AgPa #16: Concentrated Stock Markets (7/7)

Mutual Fund Performance at Long Horizons (2022)
Hendrik Bessembinder, Michael J. Cooper, Feng Zhang
SMU Cox School of Business Research Paper No. 22-11 via SSRN, URL

This is the seventh and final AGNOSTIC Paper on the extreme concentration in stock markets. While the last six weeks focused exclusively on stocks, this one is an out-of-sample test with a somewhat different focus. As a reminder, the previous six papers document substantial concentration (positive skewness) in the distribution of long-term stock returns. This means that although the overall performance of the stock market was quite good, the majority of stocks underperformed. In fact, the positive net performance was entirely driven by a few very successful outliers (“big winners”).

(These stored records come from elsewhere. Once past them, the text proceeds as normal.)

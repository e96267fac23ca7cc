//! Parameterized statements and the executor operations that run them.
//!
//! Table and column identifiers are only ever taken from [`Entity`] metadata
//! and checked against its allow-lists; every value is bound positionally.

use crate::db::error::DbError;
use chrono::{DateTime, NaiveDate, Utc};
use sqlx::postgres::{PgArguments, PgRow};
use sqlx::query::QueryAs;
use sqlx::{FromRow, PgConnection, Postgres};
use std::collections::BTreeMap;
use tracing::debug;
use uuid::Uuid;

#[cfg(test)]
mod tests;

/// Column refreshed on every update.
pub const MODIFIED_AT_COLUMN: &str = "modified_at";

/// Column used to order full scans, newest first.
pub const CREATED_AT_COLUMN: &str = "created_at";

/// Field-to-value mapping for the dynamic update builder.
///
/// Ordered so that generated SQL and parameter positions are deterministic.
pub type FieldMap = BTreeMap<String, SqlValue>;

/// A value bound to a statement parameter.
#[derive(Debug, Clone, PartialEq)]
pub enum SqlValue {
    /// Text, `None` binds SQL `NULL`.
    Text(Option<String>),
    /// Boolean.
    Bool(bool),
    /// 64-bit integer.
    BigInt(i64),
    /// UUID.
    Uuid(Uuid),
    /// Calendar date.
    Date(NaiveDate),
    /// UTC timestamp.
    Timestamp(DateTime<Utc>),
}

impl SqlValue {
    /// Shorthand for a non-null text value.
    pub fn text(value: impl Into<String>) -> Self {
        SqlValue::Text(Some(value.into()))
    }
}

impl From<Option<String>> for SqlValue {
    fn from(value: Option<String>) -> Self {
        SqlValue::Text(value)
    }
}

impl From<String> for SqlValue {
    fn from(value: String) -> Self {
        SqlValue::Text(Some(value))
    }
}

impl From<bool> for SqlValue {
    fn from(value: bool) -> Self {
        SqlValue::Bool(value)
    }
}

impl From<i64> for SqlValue {
    fn from(value: i64) -> Self {
        SqlValue::BigInt(value)
    }
}

impl From<Uuid> for SqlValue {
    fn from(value: Uuid) -> Self {
        SqlValue::Uuid(value)
    }
}

impl From<NaiveDate> for SqlValue {
    fn from(value: NaiveDate) -> Self {
        SqlValue::Date(value)
    }
}

impl From<DateTime<Utc>> for SqlValue {
    fn from(value: DateTime<Utc>) -> Self {
        SqlValue::Timestamp(value)
    }
}

/// Value shape accepted by a mutable column.
#[derive(Debug, Clone, Copy, PartialEq, Eq)]
pub enum ColumnKind {
    /// Non-null text.
    Text,
    /// Text or `NULL`.
    NullableText,
    /// Email address or `NULL`.
    Email,
    /// Boolean.
    Bool,
    /// `YYYY-MM-DD` calendar date.
    Date,
    /// Text restricted to the listed values.
    Enum(&'static [&'static str]),
}

/// A column the dynamic update builder may write.
#[derive(Debug, Clone, Copy, PartialEq, Eq)]
pub struct Column {
    /// Column name as it appears in SQL.
    pub name: &'static str,
    /// Accepted value shape.
    pub kind: ColumnKind,
}

impl Column {
    /// Creates a column descriptor.
    #[must_use]
    pub const fn new(name: &'static str, kind: ColumnKind) -> Self {
        Self { name, kind }
    }
}

/// Table metadata for a row type.
pub trait Entity: for<'r> FromRow<'r, PgRow> + Send + Unpin {
    /// Table name.
    const TABLE: &'static str;
    /// Primary key column.
    const ID_COLUMN: &'static str;
    /// Columns an INSERT may name.
    const INSERT_COLUMNS: &'static [&'static str];
    /// Columns the dynamic update builder may set.
    const MUTABLE_COLUMNS: &'static [Column];

    /// Looks up a mutable column by name.
    #[must_use]
    fn mutable_column(name: &str) -> Option<&'static Column> {
        Self::MUTABLE_COLUMNS.iter().find(|c| c.name == name)
    }
}

/// SQL text together with its positional parameters.
#[derive(Debug, Clone, PartialEq)]
pub struct Statement {
    sql: String,
    params: Vec<SqlValue>,
}

impl Statement {
    fn new(sql: String, params: Vec<SqlValue>) -> Self {
        Self { sql, params }
    }

    /// Returns the SQL text.
    #[must_use]
    pub fn sql(&self) -> &str {
        &self.sql
    }

    /// Returns the parameters in binding order.
    #[must_use]
    pub fn params(&self) -> &[SqlValue] {
        &self.params
    }

    fn query_as<E: Entity>(&self) -> QueryAs<'_, Postgres, E, PgArguments> {
        self.params
            .iter()
            .cloned()
            .fold(sqlx::query_as::<_, E>(&self.sql), bind_value)
    }
}

fn bind_value<'q, O>(
    query: QueryAs<'q, Postgres, O, PgArguments>,
    value: SqlValue,
) -> QueryAs<'q, Postgres, O, PgArguments> {
    match value {
        SqlValue::Text(v) => query.bind(v),
        SqlValue::Bool(v) => query.bind(v),
        SqlValue::BigInt(v) => query.bind(v),
        SqlValue::Uuid(v) => query.bind(v),
        SqlValue::Date(v) => query.bind(v),
        SqlValue::Timestamp(v) => query.bind(v),
    }
}

// ============================================================================
// Statement Builders
// ============================================================================

/// Builds `SELECT * FROM <table> WHERE <id> = $1`.
#[must_use]
pub fn select_by_id<E: Entity>(id: Uuid) -> Statement {
    Statement::new(
        format!("SELECT * FROM {} WHERE {} = $1", E::TABLE, E::ID_COLUMN),
        vec![SqlValue::Uuid(id)],
    )
}

/// Builds a full scan ordered newest first, optionally bounded by `limit`.
#[must_use]
pub fn select_all<E: Entity>(limit: Option<i64>) -> Statement {
    let mut sql = format!(
        "SELECT * FROM {} ORDER BY {} DESC, {} DESC",
        E::TABLE,
        CREATED_AT_COLUMN,
        E::ID_COLUMN
    );

    match limit {
        Some(limit) => {
            sql.push_str(" LIMIT $1");
            Statement::new(sql, vec![SqlValue::BigInt(limit)])
        }
        None => Statement::new(sql, Vec::new()),
    }
}

/// Builds `INSERT INTO <table> (...) VALUES ($1, ...) RETURNING *`.
///
/// # Errors
/// Returns [`DbError::UnknownColumn`] if a column is not insertable.
pub fn build_insert<E: Entity>(values: Vec<(&'static str, SqlValue)>) -> Result<Statement, DbError> {
    let mut columns = Vec::with_capacity(values.len());
    let mut placeholders = Vec::with_capacity(values.len());
    let mut params = Vec::with_capacity(values.len());

    for (position, (column, value)) in values.into_iter().enumerate() {
        if !E::INSERT_COLUMNS.contains(&column) {
            return Err(DbError::UnknownColumn {
                table: E::TABLE,
                column: column.to_string(),
            });
        }
        columns.push(column);
        placeholders.push(format!("${}", position + 1));
        params.push(value);
    }

    let sql = format!(
        "INSERT INTO {} ({}) VALUES ({}) RETURNING *",
        E::TABLE,
        columns.join(", "),
        placeholders.join(", ")
    );

    Ok(Statement::new(sql, params))
}

/// Builds the dynamic `UPDATE ... SET ... WHERE <id> = $n RETURNING *`.
///
/// Every field must name one of the entity's mutable columns. The
/// `modified_at` assignment is always appended, so an empty map only
/// refreshes the modification time.
///
/// # Errors
/// Returns [`DbError::UnknownColumn`] for a field outside the allow-list.
pub fn build_update<E: Entity>(
    id: Uuid,
    fields: FieldMap,
    modified_at: DateTime<Utc>,
) -> Result<Statement, DbError> {
    let mut assignments = Vec::with_capacity(fields.len() + 1);
    let mut params = Vec::with_capacity(fields.len() + 2);

    for (field, value) in fields {
        let Some(column) = E::mutable_column(&field) else {
            return Err(DbError::UnknownColumn {
                table: E::TABLE,
                column: field,
            });
        };
        params.push(value);
        assignments.push(format!("{} = ${}", column.name, params.len()));
    }

    params.push(SqlValue::Timestamp(modified_at));
    assignments.push(format!("{} = ${}", MODIFIED_AT_COLUMN, params.len()));

    params.push(SqlValue::Uuid(id));
    let sql = format!(
        "UPDATE {} SET {} WHERE {} = ${} RETURNING *",
        E::TABLE,
        assignments.join(", "),
        E::ID_COLUMN,
        params.len()
    );

    Ok(Statement::new(sql, params))
}

/// Builds `DELETE FROM <table> WHERE <id> = $1`.
#[must_use]
pub fn build_delete<E: Entity>(id: Uuid) -> Statement {
    Statement::new(
        format!("DELETE FROM {} WHERE {} = $1", E::TABLE, E::ID_COLUMN),
        vec![SqlValue::Uuid(id)],
    )
}

// ============================================================================
// Executor Operations
// ============================================================================

/// Inserts a row and returns it as stored.
///
/// # Errors
/// Returns [`DbError::ConstraintViolation`] on uniqueness or foreign-key
/// conflicts, [`DbError::UnknownColumn`] for a non-insertable column.
pub async fn insert_returning<E: Entity>(
    conn: &mut PgConnection,
    values: Vec<(&'static str, SqlValue)>,
) -> Result<E, DbError> {
    let statement = build_insert::<E>(values)?;
    debug!(table = E::TABLE, sql = statement.sql(), "Inserting row");

    Ok(statement.query_as::<E>().fetch_one(conn).await?)
}

/// Runs a point lookup; `None` when no row matches.
///
/// # Errors
/// Returns an error only if the statement itself fails.
pub async fn fetch_one<E: Entity>(
    conn: &mut PgConnection,
    statement: &Statement,
) -> Result<Option<E>, DbError> {
    debug!(table = E::TABLE, sql = statement.sql(), "Fetching one row");

    Ok(statement.query_as::<E>().fetch_optional(conn).await?)
}

/// Runs a scan and returns every matching row in statement order.
///
/// # Errors
/// Returns an error if the statement fails.
pub async fn fetch_all<E: Entity>(
    conn: &mut PgConnection,
    statement: &Statement,
) -> Result<Vec<E>, DbError> {
    debug!(table = E::TABLE, sql = statement.sql(), "Fetching rows");

    Ok(statement.query_as::<E>().fetch_all(conn).await?)
}

/// Looks up a row by primary key.
///
/// # Errors
/// Returns an error if the statement fails.
pub async fn find_by_id<E: Entity>(conn: &mut PgConnection, id: Uuid) -> Result<Option<E>, DbError> {
    fetch_one::<E>(conn, &select_by_id::<E>(id)).await
}

/// Returns every row of the table, newest first.
///
/// # Errors
/// Returns an error if the statement fails.
pub async fn list_all<E: Entity>(conn: &mut PgConnection) -> Result<Vec<E>, DbError> {
    fetch_all::<E>(conn, &select_all::<E>(None)).await
}

/// Returns at most `limit` rows, newest first.
///
/// # Errors
/// Returns an error if the statement fails.
pub async fn fetch_page<E: Entity>(conn: &mut PgConnection, limit: i64) -> Result<Vec<E>, DbError> {
    fetch_all::<E>(conn, &select_all::<E>(Some(limit))).await
}

/// Returns `true` if a row with the given key exists.
///
/// # Errors
/// Returns an error if the statement fails.
pub async fn exists<E: Entity>(conn: &mut PgConnection, id: Uuid) -> Result<bool, DbError> {
    Ok(find_by_id::<E>(conn, id).await?.is_some())
}

/// Applies `fields` to the row with key `id` and returns the updated row, or
/// `None` if no row matched.
///
/// # Errors
/// Returns [`DbError::UnknownColumn`] before touching the database if a field
/// is outside the allow-list.
pub async fn update_returning<E: Entity>(
    conn: &mut PgConnection,
    id: Uuid,
    fields: FieldMap,
) -> Result<Option<E>, DbError> {
    let statement = build_update::<E>(id, fields, Utc::now())?;
    debug!(table = E::TABLE, sql = statement.sql(), "Updating row");

    Ok(statement.query_as::<E>().fetch_optional(conn).await?)
}

/// Deletes the row with key `id`; returns whether a row was removed.
///
/// # Errors
/// Returns an error if the statement fails.
pub async fn delete_by_id<E: Entity>(conn: &mut PgConnection, id: Uuid) -> Result<bool, DbError> {
    let statement = build_delete::<E>(id);
    debug!(table = E::TABLE, sql = statement.sql(), "Deleting row");

    let result = sqlx::query(statement.sql()).bind(id).execute(conn).await?;
    Ok(result.rows_affected() > 0)
}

In this paper, the authors find a similar pattern (although not as extreme) for equity mutual funds. The results have some important implications for the ongoing “Active vs. Passive” debate and are very relevant for investors. So let’s dive into it.

By now, all posts of this series are online and you can use the list to navigate. If you also read the previous posts (I hope so!), you know that I recommend to read the series chronologically. But as always, feel free to do whatever serves your needs.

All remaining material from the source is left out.